I told her, “My name’s Jennifer. I’m going to get you some water. Would you like some water?”
“Yes!” she said with a small fading smile, sinking her head back onto the chair. “I’m just so HOT. It’s so HOT in there. The AC has been off for days, you know. Days. It’s simply unbearable. We just can’t take it anymore. I need to call the rescue squad, you know. Can you help me call the rescue squad? They shouldn’t be allowed to leave it like that. We’re suffering in there.”
She didn’t tell me her name, but I wanted to make sure she was OK first. I’d ask again later, I thought.
I got her a tall glass of water with ice and dragged the piano bench over as a makeshift table for her to rest the cup. She set it down without taking a sip.
“Drink some water,” I urged, nervously, “Your body will need it to rehydrate.” I pulled up a dining chair to sit near her. It was like a surreal coffee date with a friend.
“Just so HOT,” she repeated, waving her hand in front of her face. She was wearing a thing that I assumed would be called a “housecoat” in another time; it was a heavy, long brocaded kind of robe. She had orthopedic soft shoes on her feet and compression socks on her thick ankles.
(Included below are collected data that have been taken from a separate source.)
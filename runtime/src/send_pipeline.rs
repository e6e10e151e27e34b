//! Send Pipeline (C7): the single path a client's outgoing message takes
//! from raw input to a durably published [`EnrichedChatEvent`].
//!
//! Implements the exact sequence from §4.1: validate, rate-limit, stamp,
//! publish, return. Every dependency is injected as a trait object so tests
//! can swap in-memory implementations without touching this module.

use chatify_core::clock::Clock;
use chatify_core::error::{ChatifyError, ChatifyResult};
use chatify_core::event::{ChatEvent, EnrichedChatEvent};
use chatify_core::event_bus::EventProducer;
use chatify_core::identity::PodIdentity;
use chatify_core::ratelimit::{RateLimitDecision, RateLimiter};
use chatify_core::scope::{ScopeId, ScopeKey};
use std::str::FromStr;
use std::sync::Arc;
use std::time::Instant;
use uuid::Uuid;

use crate::metrics::{RateLimitMetrics, SendPipelineMetrics};

/// Maximum message body length in bytes, per §3.
pub const MAX_TEXT_BYTES: usize = 4096;

/// Maximum sender id length in characters, per §3.
pub const MAX_SENDER_ID_CHARS: usize = 256;

/// Validates, rate-limits, stamps, and publishes an outgoing message (C7).
///
/// Holds no state of its own beyond its injected dependencies, so it is
/// cheap to construct once per pod and share behind an `Arc`.
pub struct SendPipeline {
    rate_limiter: Arc<dyn RateLimiter>,
    producer: Arc<dyn EventProducer>,
    clock: Arc<dyn Clock>,
    identity: Arc<dyn PodIdentity>,
}

impl SendPipeline {
    /// Construct a pipeline from its four injected dependencies.
    #[must_use]
    pub fn new(
        rate_limiter: Arc<dyn RateLimiter>,
        producer: Arc<dyn EventProducer>,
        clock: Arc<dyn Clock>,
        identity: Arc<dyn PodIdentity>,
    ) -> Self {
        Self {
            rate_limiter,
            producer,
            clock,
            identity,
        }
    }

    /// Send `text` from `sender_id` into `scope`, per §4.1's five-step
    /// sequence:
    ///
    /// 1. Validate `sender_id`, `scope`, and `text`.
    /// 2. Consult the rate limiter (C3); reject if the sender is over quota.
    /// 3. Stamp a fresh `message_id`, `created_at_utc`, and `origin_pod_id`.
    /// 4. Publish through the event producer (C4).
    /// 5. Return the published event enriched with its partition/offset.
    ///
    /// `scope` is revalidated here even though [`ScopeKey`] can be
    /// constructed with [`ScopeId::new_unchecked`] — that escape hatch exists
    /// for round-tripping already-validated data (e.g. reading a scope back
    /// out of storage), not for callers of this pipeline.
    ///
    /// # Errors
    ///
    /// Returns [`ChatifyError::Validation`] if `sender_id`, `scope`, or
    /// `text` fail validation, [`ChatifyError::RateLimitExceeded`] if the sender is over
    /// quota, [`ChatifyError::ConfigurationError`] if this pod's identity is
    /// empty or the rate limit store is unreachable (fail-fast, per §4.7 —
    /// a store outage is an ops signal, never an implicit allow), and
    /// [`ChatifyError::EventProductionFailed`] if publishing did not reach
    /// durability within the retry budget.
    pub async fn send(
        &self,
        sender_id: &str,
        scope: ScopeKey,
        text: &str,
    ) -> ChatifyResult<EnrichedChatEvent> {
        let started = Instant::now();
        match self.send_inner(sender_id, scope, text).await {
            Ok(enriched) => {
                SendPipelineMetrics::record_accepted(started.elapsed());
                Ok(enriched)
            }
            Err(err) => {
                if matches!(err, ChatifyError::RateLimitExceeded { .. }) {
                    RateLimitMetrics::record_denied();
                }
                SendPipelineMetrics::record_rejected(err.code());
                Err(err)
            }
        }
    }

    async fn send_inner(
        &self,
        sender_id: &str,
        scope: ScopeKey,
        text: &str,
    ) -> ChatifyResult<EnrichedChatEvent> {
        validate_sender_id(sender_id)?;
        validate_scope(&scope)?;
        validate_text(text)?;

        match self.rate_limiter.check_and_increment(sender_id).await {
            Ok(RateLimitDecision::Allowed) => {}
            Ok(RateLimitDecision::Exceeded) => {
                return Err(ChatifyError::rate_limit_exceeded(sender_id));
            }
            Err(e) => {
                tracing::warn!(sender_id, error = %e, "rate limit store unreachable, failing fast");
                return Err(ChatifyError::configuration_with_source(
                    "rate limit store unreachable",
                    e,
                ));
            }
        }

        let pod_id = self.identity.pod_id();
        if pod_id.trim().is_empty() {
            return Err(ChatifyError::configuration("pod identity is empty"));
        }

        let event = ChatEvent::new(
            Uuid::new_v4(),
            &scope,
            sender_id,
            text,
            self.clock.now(),
            pod_id,
        );

        let (partition, offset) = self
            .producer
            .publish(&scope, &event)
            .await
            .map_err(|e| ChatifyError::event_production_failed("failed to publish event", e))?;

        Ok(EnrichedChatEvent::new(event, partition, offset))
    }
}

fn validate_sender_id(sender_id: &str) -> ChatifyResult<()> {
    if sender_id.is_empty() || sender_id.chars().count() > MAX_SENDER_ID_CHARS {
        return Err(ChatifyError::validation(format!(
            "sender_id must be 1..={MAX_SENDER_ID_CHARS} characters, got {}",
            sender_id.chars().count()
        )));
    }
    if sender_id.chars().any(char::is_whitespace) {
        return Err(ChatifyError::validation(
            "sender_id must not contain whitespace",
        ));
    }
    Ok(())
}

fn validate_scope(scope: &ScopeKey) -> ChatifyResult<()> {
    ScopeId::from_str(scope.scope_id.as_str())
        .map(|_| ())
        .map_err(|e| ChatifyError::validation(format!("invalid scope id: {e}")))
}

fn validate_text(text: &str) -> ChatifyResult<()> {
    if text.len() > MAX_TEXT_BYTES {
        return Err(ChatifyError::validation(format!(
            "text must be at most {MAX_TEXT_BYTES} bytes, got {}",
            text.len()
        )));
    }
    Ok(())
}

#[cfg(test)]
mod tests {
    use super::*;
    use chatify_core::event_bus::EventBusError;
    use chatify_core::ratelimit::RateLimitError;
    use chatify_core::scope::{ScopeId, ScopeType};
    use chrono::{DateTime, Utc};
    use std::future::Future;
    use std::pin::Pin;
    use std::sync::atomic::{AtomicBool, AtomicI64, Ordering};

    struct FixedClock(DateTime<Utc>);
    impl Clock for FixedClock {
        fn now(&self) -> DateTime<Utc> {
            self.0
        }
    }

    struct StaticRateLimiter(RateLimitDecision);
    impl RateLimiter for StaticRateLimiter {
        fn check_and_increment(
            &self,
            _sender_id: &str,
        ) -> Pin<Box<dyn Future<Output = Result<RateLimitDecision, RateLimitError>> + Send + '_>>
        {
            let decision = self.0;
            Box::pin(async move { Ok(decision) })
        }
    }

    struct FailingRateLimiter;
    impl RateLimiter for FailingRateLimiter {
        fn check_and_increment(
            &self,
            _sender_id: &str,
        ) -> Pin<Box<dyn Future<Output = Result<RateLimitDecision, RateLimitError>> + Send + '_>>
        {
            Box::pin(async move { Err(RateLimitError::Unavailable("down".to_string())) })
        }
    }

    struct RecordingProducer {
        next_offset: AtomicI64,
        fail: AtomicBool,
    }

    impl RecordingProducer {
        fn new() -> Self {
            Self {
                next_offset: AtomicI64::new(0),
                fail: AtomicBool::new(false),
            }
        }

        fn failing() -> Self {
            Self {
                next_offset: AtomicI64::new(0),
                fail: AtomicBool::new(true),
            }
        }
    }

    impl EventProducer for RecordingProducer {
        fn publish(
            &self,
            scope: &ScopeKey,
            _event: &ChatEvent,
        ) -> Pin<Box<dyn Future<Output = Result<(i32, i64), EventBusError>> + Send + '_>>
        {
            let fail = self.fail.load(Ordering::SeqCst);
            let offset = self.next_offset.fetch_add(1, Ordering::SeqCst);
            let scope = scope.canonical();
            Box::pin(async move {
                if fail {
                    Err(EventBusError::PublishFailed {
                        scope,
                        reason: "simulated failure".to_string(),
                    })
                } else {
                    Ok((0, offset))
                }
            })
        }
    }

    fn scope() -> ScopeKey {
        ScopeKey::new(ScopeType::Channel, ScopeId::new_unchecked("general"))
    }

    fn pipeline(
        rate_limiter: Arc<dyn RateLimiter>,
        producer: Arc<dyn EventProducer>,
        pod_id: &str,
    ) -> SendPipeline {
        SendPipeline::new(
            rate_limiter,
            producer,
            Arc::new(FixedClock(Utc::now())),
            Arc::new(chatify_core::identity::StaticPodIdentity::new(pod_id)),
        )
    }

    #[tokio::test]
    async fn happy_path_returns_enriched_event() {
        let pipeline = pipeline(
            Arc::new(StaticRateLimiter(RateLimitDecision::Allowed)),
            Arc::new(RecordingProducer::new()),
            "pod-1",
        );
        let enriched = pipeline
            .send("user-a", scope(), "hello")
            .await
            .expect("send succeeds");
        assert_eq!(enriched.event.sender_id, "user-a");
        assert_eq!(enriched.event.text, "hello");
        assert_eq!(enriched.event.origin_pod_id, "pod-1");
        assert_eq!(enriched.partition, 0);
        assert_eq!(enriched.offset, 0);
    }

    #[tokio::test]
    async fn rejects_empty_sender_id() {
        let pipeline = pipeline(
            Arc::new(StaticRateLimiter(RateLimitDecision::Allowed)),
            Arc::new(RecordingProducer::new()),
            "pod-1",
        );
        let err = pipeline.send("", scope(), "hello").await.unwrap_err();
        assert_eq!(err.code(), "validation");
    }

    #[tokio::test]
    async fn rejects_oversized_text() {
        let pipeline = pipeline(
            Arc::new(StaticRateLimiter(RateLimitDecision::Allowed)),
            Arc::new(RecordingProducer::new()),
            "pod-1",
        );
        let text = "a".repeat(MAX_TEXT_BYTES + 1);
        let err = pipeline.send("user-a", scope(), &text).await.unwrap_err();
        assert_eq!(err.code(), "validation");
    }

    #[tokio::test]
    async fn rejects_whitespace_in_sender_id() {
        let pipeline = pipeline(
            Arc::new(StaticRateLimiter(RateLimitDecision::Allowed)),
            Arc::new(RecordingProducer::new()),
            "pod-1",
        );
        let err = pipeline
            .send("user a", scope(), "hello")
            .await
            .unwrap_err();
        assert_eq!(err.code(), "validation");
    }

    #[tokio::test]
    async fn rejects_scope_id_with_whitespace() {
        let pipeline = pipeline(
            Arc::new(StaticRateLimiter(RateLimitDecision::Allowed)),
            Arc::new(RecordingProducer::new()),
            "pod-1",
        );
        let bad_scope = ScopeKey::new(ScopeType::Channel, ScopeId::new_unchecked("has space"));
        let err = pipeline
            .send("user-a", bad_scope, "hello")
            .await
            .unwrap_err();
        assert_eq!(err.code(), "validation");
    }

    #[tokio::test]
    async fn surfaces_rate_limit_exceeded() {
        let pipeline = pipeline(
            Arc::new(StaticRateLimiter(RateLimitDecision::Exceeded)),
            Arc::new(RecordingProducer::new()),
            "pod-1",
        );
        let err = pipeline
            .send("user-a", scope(), "hello")
            .await
            .unwrap_err();
        assert_eq!(err.code(), "rate_limit_exceeded");
    }

    #[tokio::test]
    async fn fails_fast_when_rate_limit_store_unavailable() {
        let pipeline = pipeline(
            Arc::new(FailingRateLimiter),
            Arc::new(RecordingProducer::new()),
            "pod-1",
        );
        let err = pipeline
            .send("user-a", scope(), "hello")
            .await
            .unwrap_err();
        assert_eq!(err.code(), "configuration_error");
    }

    #[tokio::test]
    async fn surfaces_publish_failure() {
        let pipeline = pipeline(
            Arc::new(StaticRateLimiter(RateLimitDecision::Allowed)),
            Arc::new(RecordingProducer::failing()),
            "pod-1",
        );
        let err = pipeline
            .send("user-a", scope(), "hello")
            .await
            .unwrap_err();
        assert_eq!(err.code(), "event_production_failed");
    }

    #[tokio::test]
    async fn rejects_empty_pod_identity() {
        let pipeline = pipeline(
            Arc::new(StaticRateLimiter(RateLimitDecision::Allowed)),
            Arc::new(RecordingProducer::new()),
            "",
        );
        let err = pipeline
            .send("user-a", scope(), "hello")
            .await
            .unwrap_err();
        assert_eq!(err.code(), "configuration_error");
    }
}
She finally sipped at the water, but set it back down instantly.
I said, “So, you live at the corner house? And the AC has been off for…several days now?”
She darted her eyes to the side and her answer was vague. “I help out, you know, and all of us in there — that are more of them IN there, you know, they’re all hot. It shouldn’t be allowed.”
I still didn’t understand. I DID know that the corner house was an in-home nursing care facility, licensed to care for elderly patients, but I’d never met any of them and didn’t know the owner. This woman seemed very disoriented, but it seemed odd that a home-care facility would be without AC for days. Were they between patients, refurbishing, and this woman was one of the workers cleaning/fixing it up? Had she gotten heatstroke? Was she actually a patient (client?) there who was confused?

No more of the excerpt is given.